Community forests are of critical importance to the ecological integrity of the urban landscape and provide millions of dollars in ecosystem services annually to people like you and me. In an era of increasing globalization, introduced species of insects pose a threat to urban forests, where drought stress and a changing climate regime make trees more vulnerable to attack. My current research focuses on Xanthogaleruca luteola (the Elm Leaf Beetle) and Orchestes steppensis (the Elm Flea Weevil), two invasive beetles of elm trees in urban forests. My research seeks to uncover the underlying factors that facilitate insect outbreaks and resulting damage to urban trees using these two insects as the study system. By elucidating the mechanisms underlying damage by invasive insects across a patchwork of varied urban sites, this research will facilitate preventative management that directly addresses the causes of damaging insect outbreaks and prioritizes sites that exhibit risk factors. It is also my hope results can be applied to both current and future invaders of the urban forest in an era where globalization and climate change make them particularly vulnerable to attack.
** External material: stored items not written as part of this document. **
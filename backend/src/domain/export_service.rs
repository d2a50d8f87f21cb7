//! Report export for classes and archived months.
//!
//! Reports are plain text meant for download or printing. The roster table is
//! tab-separated so it pastes straight into a spreadsheet.

use anyhow::Result;
use chrono::{Local, NaiveDate};
use log::info;

use shared::{ArchivedMonth, ClassInfo, Student, DAYS_IN_MONTH};

use super::errors::AttendanceError;
use super::roster::{absent_students_for_day, active_students, permanent_absent_students};
use super::stats::student_stats;
use crate::config::TrackerConfig;

/// Which report to produce for the current month of a class
#[derive(Debug, Clone, Copy, PartialEq, Eq)]
pub enum ReportKind {
    DailyAbsent { day: u8 },
    PermanentAbsent,
    FullAttendance,
    MonthlySummary,
}

#[derive(Debug, Clone, PartialEq)]
pub struct ReportExport {
    pub content: String,
    pub filename: String,
    /// Students listed in the main body of the report
    pub student_count: usize,
}

/// Export service that renders reports with the institute's branding
#[derive(Clone)]
pub struct ExportService {
    config: TrackerConfig,
}

impl ExportService {
    pub fn new(config: TrackerConfig) -> Self {
        Self { config }
    }

    /// Render a report dated today
    pub fn export_class_report(&self, class: &ClassInfo, kind: ReportKind) -> Result<ReportExport, AttendanceError> {
        self.export_class_report_on(class, kind, Local::now().date_naive())
    }

    pub fn export_class_report_on(
        &self,
        class: &ClassInfo,
        kind: ReportKind,
        generated_on: NaiveDate,
    ) -> Result<ReportExport, AttendanceError> {
        let export = match kind {
            ReportKind::DailyAbsent { day } => self.daily_absent_report(class, day)?,
            ReportKind::PermanentAbsent => self.permanent_absent_report(class),
            ReportKind::FullAttendance => self.full_attendance_report(class, generated_on),
            ReportKind::MonthlySummary => self.monthly_summary_report(class, generated_on),
        };

        info!(
            "Exported {:?} report for class {} ({} students, {} bytes) as {}",
            kind,
            class.name,
            export.student_count,
            export.content.len(),
            export.filename
        );
        Ok(export)
    }

    /// Report for one archived month of a class
    pub fn archive_report(&self, class_name: &str, archive: &ArchivedMonth) -> ReportExport {
        let rule = "=".repeat(50);
        let thin_rule = "-".repeat(50);

        let mut content = String::new();
        content.push_str(&format!("{}\n", self.config.institute_name));
        content.push_str(&format!("Monthly Report - {}\n", archive.month));
        content.push_str(&format!("{}\n\n", rule));
        content.push_str(&format!("Class: {}\n", class_name));
        content.push_str(&format!("Month: {}\n", archive.month));
        content.push_str(&format!(
            "Start Date: {} ({})\n",
            archive.start_date_afghan, archive.start_date_gregorian
        ));
        content.push_str(&format!(
            "End Date: {} ({})\n",
            archive.end_date_afghan, archive.end_date_gregorian
        ));
        content.push_str(&format!("Timing: {} - {}\n", archive.start_time, archive.end_time));
        content.push_str(&format!("Speaking Teacher: {}\n", archive.speaking_teacher));
        content.push_str(&format!("Grammar Teacher: {}\n", archive.grammar_teacher));
        content.push_str(&format!("Total Students: {}\n\n", archive.total_students));

        content.push_str("STUDENT ATTENDANCE\n");
        content.push_str(&format!("{}\n", thin_rule));

        let active = active_students(&archive.students);
        for (index, student) in active.iter().enumerate() {
            let stats = student_stats(student);
            content.push_str(&format!("{}. {} ({})\n", index + 1, student.first_name, student.father_name));
            content.push_str(&format!(
                "   Reg: {} | Mobile: {}\n",
                student.registration_number, student.mobile_number
            ));
            content.push_str(&format!(
                "   Present: {} | Absent: {} | Leave: {}\n",
                stats.present, stats.absent, stats.leave
            ));
            content.push_str(&format!("   Fee Paid: {}\n\n", yes_no(student.fees_paid)));
        }

        if !archive.permanent_absent_list.is_empty() {
            content.push_str("\nPERMANENT ABSENT LIST\n");
            content.push_str(&format!("{}\n", thin_rule));
            for (index, student) in archive.permanent_absent_list.iter().enumerate() {
                content.push_str(&format!(
                    "{}. {} - {} - {}\n",
                    index + 1,
                    student.first_name,
                    student.father_name,
                    student.mobile_number
                ));
            }
        }

        ReportExport {
            content,
            filename: format!("{}-{}-archive.txt", safe_file_stem(class_name), archive.month),
            student_count: active.len(),
        }
    }

    /// Tab-separated table of active students for the clipboard
    pub fn roster_table(&self, class: &ClassInfo) -> Result<String> {
        let mut writer = csv::WriterBuilder::new()
            .delimiter(b'\t')
            .from_writer(Vec::new());

        writer.write_record(["Serial", "Name", "Father", "Mobile", "Reg #", "Fee", "P", "A", "L"])?;
        for (index, student) in active_students(&class.students).iter().enumerate() {
            let stats = student_stats(student);
            writer.write_record([
                (index + 1).to_string(),
                student.first_name.clone(),
                student.father_name.clone(),
                student.mobile_number.clone(),
                student.registration_number.clone(),
                yes_no(student.fees_paid).to_string(),
                stats.present.to_string(),
                stats.absent.to_string(),
                stats.leave.to_string(),
            ])?;
        }

        let bytes = writer
            .into_inner()
            .map_err(|e| anyhow::anyhow!("Failed to flush roster table: {}", e.error()))?;
        Ok(String::from_utf8(bytes)?)
    }

    fn daily_absent_report(&self, class: &ClassInfo, day: u8) -> Result<ReportExport, AttendanceError> {
        if !(1..=DAYS_IN_MONTH).contains(&day) {
            return Err(AttendanceError::DayOutOfRange(day));
        }

        let absent = absent_students_for_day(&class.students, day);
        let content = format!("Daily Absent List - Day {}\n\n{}", day, contact_lines(&absent));

        Ok(ReportExport {
            content,
            filename: format!("{}-day-{}-absent.txt", safe_file_stem(&class.name), day),
            student_count: absent.len(),
        })
    }

    fn permanent_absent_report(&self, class: &ClassInfo) -> ReportExport {
        let withdrawn = permanent_absent_students(&class.students);
        let content = format!("Permanent Absent List\n\n{}", contact_lines(&withdrawn));

        ReportExport {
            content,
            filename: format!("{}-permanent-absent.txt", safe_file_stem(&class.name)),
            student_count: withdrawn.len(),
        }
    }

    fn full_attendance_report(&self, class: &ClassInfo, generated_on: NaiveDate) -> ReportExport {
        let active = active_students(&class.students);
        let mut content = self.class_header(class, "Complete Attendance Record", 70, active.len());

        content.push_str("ATTENDANCE REGISTER\n");
        content.push_str(&format!("{}\n\n", "-".repeat(70)));

        content.push_str("#\tName\t\t\tFather\t\t\t");
        for day in 1..=DAYS_IN_MONTH {
            content.push_str(&format!("{}\t", day));
        }
        content.push_str("P\tA\tL\n");
        content.push_str(&format!("{}\n", "-".repeat(200)));

        for (index, student) in active.iter().enumerate() {
            let stats = student_stats(student);
            content.push_str(&format!(
                "{}\t{:<16}\t{:<16}\t",
                index + 1,
                student.first_name,
                student.father_name
            ));
            for day in 1..=DAYS_IN_MONTH {
                content.push_str(&format!("{}\t", student.mark_for(day).symbol()));
            }
            content.push_str(&format!("{}\t{}\t{}\n", stats.present, stats.absent, stats.leave));
        }

        let withdrawn = permanent_absent_students(&class.students);
        if !withdrawn.is_empty() {
            content.push_str("\n\nPERMANENT ABSENT LIST\n");
            content.push_str(&format!("{}\n", "-".repeat(70)));
            for (index, student) in withdrawn.iter().enumerate() {
                content.push_str(&format!(
                    "{}. {} - {} | Mobile: {}\n",
                    index + 1,
                    student.first_name,
                    student.father_name,
                    student.mobile_number
                ));
            }
        }

        content.push_str(&self.footer(70, generated_on));

        ReportExport {
            content,
            filename: format!("{}-{}-attendance.txt", safe_file_stem(&class.name), class.month),
            student_count: active.len(),
        }
    }

    fn monthly_summary_report(&self, class: &ClassInfo, generated_on: NaiveDate) -> ReportExport {
        let active = active_students(&class.students);
        let mut content = self.class_header(class, "Monthly Attendance Report", 60, active.len());

        content.push_str("ATTENDANCE DETAILS\n");
        content.push_str(&format!("{}\n\n", "-".repeat(60)));

        for (index, student) in active.iter().enumerate() {
            let stats = student_stats(student);
            content.push_str(&format!("{}. {} ({})\n", index + 1, student.first_name, student.father_name));
            content.push_str(&format!("   Registration: {}\n", student.registration_number));
            content.push_str(&format!("   Mobile: {}\n", student.mobile_number));
            content.push_str(&format!(
                "   Fee Status: {}\n",
                if student.fees_paid { "Paid" } else { "Unpaid" }
            ));
            content.push_str(&format!(
                "   Attendance: P={} | A={} | L={}\n",
                stats.present, stats.absent, stats.leave
            ));
            content.push_str(&day_grid(student));
            content.push_str("\n\n");
        }

        let withdrawn = permanent_absent_students(&class.students);
        if !withdrawn.is_empty() {
            content.push_str("\nPERMANENT ABSENT LIST\n");
            content.push_str(&format!("{}\n", "-".repeat(60)));
            for (index, student) in withdrawn.iter().enumerate() {
                content.push_str(&format!("{}. {} - {}\n", index + 1, student.first_name, student.father_name));
                content.push_str(&format!("   Mobile: {}\n", student.mobile_number));
            }
        }

        content.push_str(&self.footer(60, generated_on));

        ReportExport {
            content,
            filename: format!("{}-{}-full-report.txt", safe_file_stem(&class.name), class.month),
            student_count: active.len(),
        }
    }

    fn class_header(&self, class: &ClassInfo, title: &str, width: usize, total_students: usize) -> String {
        let mut header = String::new();
        header.push_str(&format!("{}\n", self.config.institute_name));
        header.push_str(&format!("{}\n", title));
        header.push_str(&format!("{}\n\n", "=".repeat(width)));
        header.push_str(&format!("Class: {}\n", class.name));
        header.push_str(&format!("Month: {}\n", class.month));
        header.push_str(&format!(
            "Period: {} to {}\n",
            class.start_date_afghan, class.end_date_afghan
        ));
        header.push_str(&format!("Timing: {} - {}\n", class.start_time, class.end_time));
        header.push_str(&format!("Speaking Teacher: {}\n", class.speaking_teacher));
        header.push_str(&format!("Grammar Teacher: {}\n", class.grammar_teacher));
        header.push_str(&format!("Total Students: {}\n\n", total_students));
        header
    }

    fn footer(&self, width: usize, generated_on: NaiveDate) -> String {
        format!(
            "\n\n{}\nAdministrator: {}\nDeveloped by: {}\nGenerated: {}\n",
            "=".repeat(width),
            self.config.administrator,
            self.config.developer,
            generated_on.format("%Y-%m-%d")
        )
    }
}

/// `Days: 1:P 2:- ...` wrapped every ten days
fn day_grid(student: &Student) -> String {
    let mut grid = String::from("   Days: ");
    for day in 1..=DAYS_IN_MONTH {
        grid.push_str(&format!("{}:{} ", day, student.mark_for(day).symbol()));
        if day % 10 == 0 && day < DAYS_IN_MONTH {
            grid.push_str("\n         ");
        }
    }
    grid
}

fn contact_lines(students: &[&Student]) -> String {
    students
        .iter()
        .enumerate()
        .map(|(index, s)| format!("{}. {} - {} - {}", index + 1, s.first_name, s.father_name, s.mobile_number))
        .collect::<Vec<_>>()
        .join("\n")
}

fn yes_no(value: bool) -> &'static str {
    if value {
        "Yes"
    } else {
        "No"
    }
}

/// "Level 2 / Evening" -> "Level_2_Evening"
fn safe_file_stem(name: &str) -> String {
    let stem: String = name
        .trim()
        .chars()
        .map(|c| if c.is_alphanumeric() || c == '-' { c } else { '_' })
        .collect();
    let collapsed = stem
        .split('_')
        .filter(|part| !part.is_empty())
        .collect::<Vec<_>>()
        .join("_");
    if collapsed.is_empty() {
        "class".to_string()
    } else {
        collapsed
    }
}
Impervious Surface & Urban Heat

Dominance of impervious surface is an important factor in shaping microclimate across a patchwork of varied urban sites. As urban areas develop and vegetation is replaced with surfaces that are impervious to water, the heat retention and high albedo properties of these surfaces induce warming. This phenomenon is commonly known as the urban heat island. Impervious surface and resulting temperature increases can influence insect populations through a variety of underlying mechanisms. My research evaluates relationships between impervious surface, canopy temperature, and insect abundance and damage.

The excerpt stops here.